Treatment of the side-on tungsten alkyne complex of ethinylethyl ether [Tp*W(CO)₂(η²-C,C′-HCCOCH₂CH₃)]⁺ {Tp* = hydridotris(3,4,5-trimethylpyrazolyl)borate} (2a) with n-Bu₄NI afforded the end-on ketenyl complex [Tp*W(CO)₂(κ¹-HCCO)] (4a). This formal 16 ve complex bearing the prototype of a ketenyl ligand is surprisingly stable and converts only under activation by UV light or heat to form a dinuclear complex [Tp*₂W₂(CO)₄(μ-CCH₂)] (6). The ketenyl ligand in complex 4a underwent a metal template controlled cyclization reaction upon addition of isocyanides. The oxametallacycles [Tp*W(CO)₂{κ²-C,O-C(NHXy)C(H)C(Nu)O}] {Nu = OMe (7), OEt (8), N(i-Pr)₂ (9), OH (10), O_1/2 (11)} were formed by coordination of Xy-NC (Xy = 2,6-dimethylphenyl) at 4a and subsequent migratory insertion (MI) into the W-ketenyl bond. The resulting intermediate is susceptible to addition reactions with protic nucleophiles. Compounds 2a-PF₆, 4a/b, and 7–11 were fully characterized including XRD analysis. The cyclization mechanism has been confirmed both experimentally and by DFT calculations. In cyclic voltammetry, complexes 7–9 are characterized by a reversible W(II)/W(III) redox process.

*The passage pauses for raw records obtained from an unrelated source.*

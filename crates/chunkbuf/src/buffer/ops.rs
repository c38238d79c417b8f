//! Buffer operations: fills, maps, reductions, arithmetic, shifts, windows.
//!
//! ## Purpose
//!
//! This module implements every mutating and reducing operation on
//! [`DataBuffer`]. Each operation fans out across the chunks through
//! `engine::executor` under the policy fixed at construction.
//!
//! ## Design notes
//!
//! * **Chaining**: mutators return `&mut Self` (or `Result<&mut Self, _>`),
//!   so operations compose left to right on one receiver.
//! * **Validation first**: binary operations check similarity before any
//!   mutation, so a rejected operand leaves the receiver untouched.
//! * **Atomicity split**: scalar division checks its divisor once up front
//!   and fails atomically; buffer-vs-buffer division checks each divisor
//!   at use and fails mid-operation, leaving earlier elements divided.
//!
//! ## Key concepts
//!
//! * **Global-index map**: `map_indexed` and the window functions address
//!   elements by buffer-wide index, crossing chunk boundaries; everything
//!   else is chunk-local.
//! * **Intra-chunk shift**: shifting moves elements within each chunk
//!   independently; no element ever crosses a chunk boundary.
//!
//! ## Invariants
//!
//! * A failed similarity check mutates nothing.
//! * Sequential buffers process chunks in strict ascending order.
//!
//! ## Non-goals
//!
//! * This module does not construct buffers or translate indices
//!   (see `buffer::data`).

// External dependencies
use core::fmt::Display;

// Internal dependencies
use crate::buffer::data::DataBuffer;
use crate::engine::executor;
use crate::engine::validator::Validator;
use crate::math::window::{WindowContext, WindowFunction};
use crate::primitives::element::Element;
use crate::primitives::errors::BufferError;

impl<T: Element> DataBuffer<T> {
    // ========================================================================
    // Fills and Maps
    // ========================================================================

    /// Set every element to `value`.
    pub fn fill(&mut self, value: T) -> &mut Self {
        let policy = self.policy();
        executor::for_each(policy, self.chunks_mut(), move |chunk| chunk.fill(value));
        self
    }

    /// Fill every element with an independent uniform random draw:
    /// `[0, 1)` for float elements, the full value domain for integers.
    ///
    /// Each chunk draws from its executing thread's generator, so parallel
    /// fills are race-free but not reproducible across runs.
    pub fn rand(&mut self) -> &mut Self {
        let policy = self.policy();
        executor::for_each(policy, self.chunks_mut(), |chunk| chunk.rand());
        self
    }

    /// Apply `transform` to every element in place.
    pub fn map<F>(&mut self, transform: F) -> &mut Self
    where
        F: Fn(T) -> T + Send + Sync,
    {
        let policy = self.policy();
        executor::for_each(policy, self.chunks_mut(), |chunk| chunk.map(&transform));
        self
    }

    /// Apply a fallible `transform` to every element in place.
    ///
    /// The first failure aborts the operation with a computation error
    /// carrying the rendered cause. A sequential buffer stops at the first
    /// failing element, leaving earlier elements transformed; a parallel
    /// buffer leaves an indeterminate set of chunks transformed.
    pub fn try_map<F, E>(&mut self, transform: F) -> Result<&mut Self, BufferError>
    where
        F: Fn(T) -> Result<T, E> + Send + Sync,
        E: Display,
    {
        let policy = self.policy();
        executor::try_for_each(policy, self.chunks_mut(), |chunk| {
            chunk.try_map(&transform)
        })?;
        Ok(self)
    }

    /// Apply `transform(global_index, element)` to every element in place.
    ///
    /// The index is the buffer-wide position, not the chunk-local one, so
    /// a transform sees `0..total_size` across chunk boundaries.
    pub fn map_indexed<F>(&mut self, transform: F) -> &mut Self
    where
        F: Fn(usize, T) -> T + Send + Sync,
    {
        let policy = self.policy();
        let chunk_size = self.chunk_size();
        executor::for_each(policy, self.chunks_mut(), move |chunk| {
            let base = chunk.index() * chunk_size;
            chunk.map_enumerate(|local, value| transform(base + local, value));
        });
        self
    }

    // ========================================================================
    // Reductions
    // ========================================================================

    /// Smallest element. Fails with `EmptyData` on a zero-size buffer.
    pub fn min(&self) -> Result<T, BufferError> {
        executor::try_reduce(
            self.policy(),
            self.chunks(),
            |chunk| chunk.min(),
            |a, b| if b < a { b } else { a },
        )?
        .ok_or(BufferError::EmptyData)
    }

    /// Largest element. Fails with `EmptyData` on a zero-size buffer.
    pub fn max(&self) -> Result<T, BufferError> {
        executor::try_reduce(
            self.policy(),
            self.chunks(),
            |chunk| chunk.max(),
            |a, b| if b > a { b } else { a },
        )?
        .ok_or(BufferError::EmptyData)
    }

    /// Sum of all elements. A zero-size buffer sums to zero.
    pub fn sum(&self) -> T {
        executor::reduce(
            self.policy(),
            self.chunks(),
            |chunk| chunk.sum(),
            |a, b| a + b,
        )
        .unwrap_or_else(T::zero)
    }

    /// Arithmetic mean: `sum / total_size`. Integer elements truncate.
    ///
    /// Fails with `EmptyData` on a zero-size buffer.
    pub fn average(&self) -> Result<T, BufferError> {
        let count = self.total_size();
        if count == 0 {
            return Err(BufferError::EmptyData);
        }
        let divisor = T::from(count).ok_or_else(|| {
            BufferError::Computation(format!(
                "element count {count} is not representable as {}",
                T::KIND
            ))
        })?;
        Ok(self.sum() / divisor)
    }

    // ========================================================================
    // Buffer Arithmetic
    // ========================================================================

    /// Add `other` elementwise.
    ///
    /// Fails with `NotSimilar` before any mutation when the layouts differ.
    pub fn add(&mut self, other: &DataBuffer<T>) -> Result<&mut Self, BufferError> {
        Validator::validate_similarity(self.layout(), other.layout())?;
        let policy = self.policy();
        executor::try_for_each_zip(policy, self.chunks_mut(), other.chunks(), |chunk, rhs| {
            chunk.add_chunk(rhs)
        })?;
        Ok(self)
    }

    /// Subtract `other` elementwise.
    ///
    /// Fails with `NotSimilar` before any mutation when the layouts differ.
    pub fn sub(&mut self, other: &DataBuffer<T>) -> Result<&mut Self, BufferError> {
        Validator::validate_similarity(self.layout(), other.layout())?;
        let policy = self.policy();
        executor::try_for_each_zip(policy, self.chunks_mut(), other.chunks(), |chunk, rhs| {
            chunk.sub_chunk(rhs)
        })?;
        Ok(self)
    }

    /// Multiply by `other` elementwise.
    ///
    /// Fails with `NotSimilar` before any mutation when the layouts differ.
    pub fn mul(&mut self, other: &DataBuffer<T>) -> Result<&mut Self, BufferError> {
        Validator::validate_similarity(self.layout(), other.layout())?;
        let policy = self.policy();
        executor::try_for_each_zip(policy, self.chunks_mut(), other.chunks(), |chunk, rhs| {
            chunk.mul_chunk(rhs)
        })?;
        Ok(self)
    }

    /// Divide by `other` elementwise.
    ///
    /// Fails with `NotSimilar` before any mutation when the layouts differ.
    /// A zero divisor fails mid-operation with its local index: within the
    /// failing chunk, elements before that index are already divided and
    /// the rest untouched. A sequential buffer additionally leaves every
    /// chunk before the failing one fully divided and every later chunk
    /// untouched; a parallel buffer gives no cross-chunk guarantee. Callers
    /// that need atomicity divide a [`copy`](DataBuffer::copy).
    pub fn div(&mut self, other: &DataBuffer<T>) -> Result<&mut Self, BufferError> {
        Validator::validate_similarity(self.layout(), other.layout())?;
        let policy = self.policy();
        executor::try_for_each_zip(policy, self.chunks_mut(), other.chunks(), |chunk, rhs| {
            chunk.div_chunk(rhs)
        })?;
        Ok(self)
    }

    // ========================================================================
    // Scalar Arithmetic
    // ========================================================================

    /// Add `value` to every element.
    pub fn add_value(&mut self, value: T) -> &mut Self {
        let policy = self.policy();
        executor::for_each(policy, self.chunks_mut(), move |chunk| {
            chunk.add_value(value)
        });
        self
    }

    /// Subtract `value` from every element.
    pub fn sub_value(&mut self, value: T) -> &mut Self {
        let policy = self.policy();
        executor::for_each(policy, self.chunks_mut(), move |chunk| {
            chunk.sub_value(value)
        });
        self
    }

    /// Multiply every element by `value`.
    pub fn mul_value(&mut self, value: T) -> &mut Self {
        let policy = self.policy();
        executor::for_each(policy, self.chunks_mut(), move |chunk| {
            chunk.mul_value(value)
        });
        self
    }

    /// Multiply every element by `factor`. Alias of
    /// [`mul_value`](DataBuffer::mul_value).
    #[inline]
    pub fn scale(&mut self, factor: T) -> &mut Self {
        self.mul_value(factor)
    }

    /// Divide every element by `value`.
    ///
    /// The divisor is checked once, up front: a zero divisor fails before
    /// any mutation and the buffer is unchanged.
    pub fn div_value(&mut self, value: T) -> Result<&mut Self, BufferError> {
        if value.is_zero() {
            return Err(BufferError::DivisionByZero { index: None });
        }
        let policy = self.policy();
        executor::for_each(policy, self.chunks_mut(), move |chunk| {
            chunk.map(|v| v / value)
        });
        Ok(self)
    }

    /// Replace every element with its absolute value.
    pub fn abs(&mut self) -> &mut Self {
        self.map(T::abs)
    }

    /// Rescale all elements linearly into `[0, 1]`: the minimum maps to 0,
    /// the maximum to 1. A constant buffer is left unchanged. Integer
    /// elements truncate.
    ///
    /// Fails with `EmptyData` on a zero-size buffer.
    pub fn normalize(&mut self) -> Result<&mut Self, BufferError> {
        let lo = self.min()?;
        let hi = self.max()?;
        let range = hi - lo;
        if range.is_zero() {
            return Ok(self);
        }
        self.map(move |v| (v - lo) / range);
        Ok(self)
    }

    // ========================================================================
    // Shifting
    // ========================================================================

    /// Shift elements `offset` positions toward index 0, within each chunk
    /// independently.
    ///
    /// Elements never cross a chunk boundary. Circular mode wraps each
    /// chunk's vacated tail around to its own head; otherwise vacated
    /// positions fill with zero. A negative offset shifts right.
    pub fn shift_left(&mut self, offset: isize, circular: bool) -> &mut Self {
        let policy = self.policy();
        executor::for_each(policy, self.chunks_mut(), move |chunk| {
            chunk.shift_left(offset, circular)
        });
        self
    }

    /// Shift elements `offset` positions away from index 0, within each
    /// chunk independently.
    ///
    /// Elements never cross a chunk boundary. Circular mode wraps each
    /// chunk's vacated head around to its own tail; otherwise vacated
    /// positions fill with zero. A negative offset shifts left.
    pub fn shift_right(&mut self, offset: isize, circular: bool) -> &mut Self {
        let policy = self.policy();
        executor::for_each(policy, self.chunks_mut(), move |chunk| {
            chunk.shift_right(offset, circular)
        });
        self
    }

    // ========================================================================
    // Windowing
    // ========================================================================

    /// Multiply every element by its window weight, addressed by global
    /// index over the buffer's full logical range.
    pub fn window(&mut self, window: WindowFunction) -> Result<&mut Self, BufferError> {
        self.window_with(window, &WindowContext::new())
    }

    /// Multiply every element by its window weight, with explicit window
    /// parameters.
    ///
    /// Fails with `UnsupportedWindow` before any mutation when the window
    /// does not implement this element type (the shaped windows are float
    /// only). Rectangular is the identity and returns immediately. The
    /// built-in windows read nothing from the context.
    pub fn window_with(
        &mut self,
        window: WindowFunction,
        _ctx: &WindowContext,
    ) -> Result<&mut Self, BufferError> {
        if !window.supports(T::KIND) {
            return Err(BufferError::UnsupportedWindow {
                window: window.name(),
                element: T::KIND.name(),
            });
        }
        if window == WindowFunction::Rectangular {
            return Ok(self);
        }
        let n = self.total_size();
        self.map_indexed(move |idx, value| value * T::from_weight(window.weight(idx, n)));
        Ok(self)
    }
}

The dinuclear complex 11 however shows two separated redox events. Based on cyclic voltammetry measurements with different conducting electrolytes and IR spectroelectrochemical (SEC) measurements the W(II)/W(III) mixed valent complex 11⁺ is assigned to class II in terms of the Robin-Day classification.